I took him to the emergency room. While I waited for them to call his wife Helen and check him out, I wandered down the hall where I saw Peggy Leigh and Deirdre Murdoch standing outside an office marked Volunteers.

Peggy Leigh, who always tells you as part of her introduction that she’s not the singer Peggy Lee, is well known in town for being able to get everybody of whatever status to give time or money to the hospital volunteer office. She’s one of those short, square-yet-attractive women whose severe gazes can melt steel if need be. You never see her in anything but her uniform which is a blue blazer, white blouse, lighter blue skirt, hose, and flats.

She smiled and said, “Deirdre. Watch out for this guy. He has a way with women. Especially when he gets you in that car of his.”

“I’ve got a neat new car myself,” Deirdre said. “The only trouble is, I have to share it with my Mom.
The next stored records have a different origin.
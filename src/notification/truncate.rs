//! 文本截断 - 按渠道长度上限保留头部或尾部

use serde::{Deserialize, Serialize};

/// 截断标记
pub const ELLIPSIS: &str = "...";
const ELLIPSIS_LEN: usize = 3;

/// 所有渠道共用的标题长度上限
pub const MAX_TITLE_LEN: usize = 250;

/// 截断方向
#[derive(Debug, Clone, Copy, Default, PartialEq, Eq, Serialize, Deserialize)]
#[serde(rename_all = "lowercase")]
pub enum TruncateDirection {
    /// 保留开头，在末尾加标记
    #[default]
    End,
    /// 保留结尾，在开头加标记
    Start,
}

/// 标题总是保留开头
pub fn truncate_title(title: &str) -> String {
    truncate(title, MAX_TITLE_LEN, TruncateDirection::End)
}

/// 将文本限制在 `max_len` 个字符内
///
/// 长度按 Unicode 标量计数，不会切断多字节字符。
/// `max_len` 不大于标记长度时只返回标记本身。
pub fn truncate(text: &str, max_len: usize, direction: TruncateDirection) -> String {
    let len = text.chars().count();
    if len <= max_len {
        return text.to_string();
    }
    if max_len <= ELLIPSIS_LEN {
        return ELLIPSIS.to_string();
    }

    let keep = max_len - ELLIPSIS_LEN;
    match direction {
        TruncateDirection::End => {
            let head: String = text.chars().take(keep).collect();
            format!("{}{}", head, ELLIPSIS)
        }
        TruncateDirection::Start => {
            let tail: String = text.chars().skip(len - keep).collect();
            format!("{}{}", ELLIPSIS, tail)
        }
    }
}

#[cfg(test)]
mod tests {
    use super::*;

    #[test]
    fn test_short_text_unchanged() {
        assert_eq!(truncate("short", 10, TruncateDirection::End), "short");
        assert_eq!(truncate("exact", 5, TruncateDirection::Start), "exact");
        assert_eq!(truncate("", 0, TruncateDirection::End), "");
    }

    #[test]
    fn test_truncate_title_keeps_head() {
        let long = "t".repeat(400);
        let out = truncate_title(&long);
        assert_eq!(out.chars().count(), MAX_TITLE_LEN);
        assert!(out.starts_with("ttt"));
        assert!(out.ends_with(ELLIPSIS));
        assert_eq!(truncate_title("[api] Task complete"), "[api] Task complete");
    }

    #[test]
    fn test_truncate_end() {
        let out = truncate("this is a long message", 10, TruncateDirection::End);
        assert_eq!(out, "this is...");
        assert_eq!(out.chars().count(), 10);
    }

    #[test]
    fn test_truncate_start() {
        let out = truncate("this is a long message", 10, TruncateDirection::Start);
        assert_eq!(out, "...message");
    }

    #[test]
    fn test_tiny_limit_returns_indicator() {
        assert_eq!(truncate("abcdef", 3, TruncateDirection::End), "...");
        assert_eq!(truncate("abcdef", 1, TruncateDirection::Start), "...");
        assert_eq!(truncate("abcdef", 0, TruncateDirection::End), "...");
    }

    #[test]
    fn test_multibyte_safe() {
        let out = truncate("等待用户确认权限请求", 6, TruncateDirection::End);
        assert_eq!(out, "等待用...");
        let out = truncate("等待用户确认权限请求", 6, TruncateDirection::Start);
        assert_eq!(out, "...限请求");
    }

    #[test]
    fn test_end_keeps_prefix_for_all_limits() {
        let text = "abcdefghijklmnopqrstuvwxyz";
        for max in 4..text.len() {
            let out = truncate(text, max, TruncateDirection::End);
            assert_eq!(out.chars().count(), max);
            assert!(text.starts_with(&out[..max - 3]));
            assert!(out.ends_with(ELLIPSIS));
        }
    }
}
Dad won’t let her have her own car.” She smiled. “She does tend to get into accidents.”

The phone rang inside the office. Deirdre excused herself and rushed into the office.

“She’s getting off early today so she’s working extra hard,” Peggy said. “She works plenty hard as it is.” Then: “Pretty, no?”

“Very.”

“And Daddy rich.”

“Very. The one and only Ross Murdoch.”

“Our next governor.”

“Maybe,” I said.

“Oh, you Democrats. When will you admit that this is a Republican state?” She was also a tireless Republican volunteer.

“The state’s changing, Peggy. Won’t be Republican much longer.”

Just then I saw Helen Leifer rush into the emergency room.

“Well, I need to go.”

“Nice to see you, Sam.”

Helen came over to me and took my hand. Her entire body was shaking. “Thanks for being such a good friend, Sam.” She was a sweet-faced little woman bundled up inside a massive tan storm coat that she’d bought at Monkey Wards. I knew that because my mother had one just like it.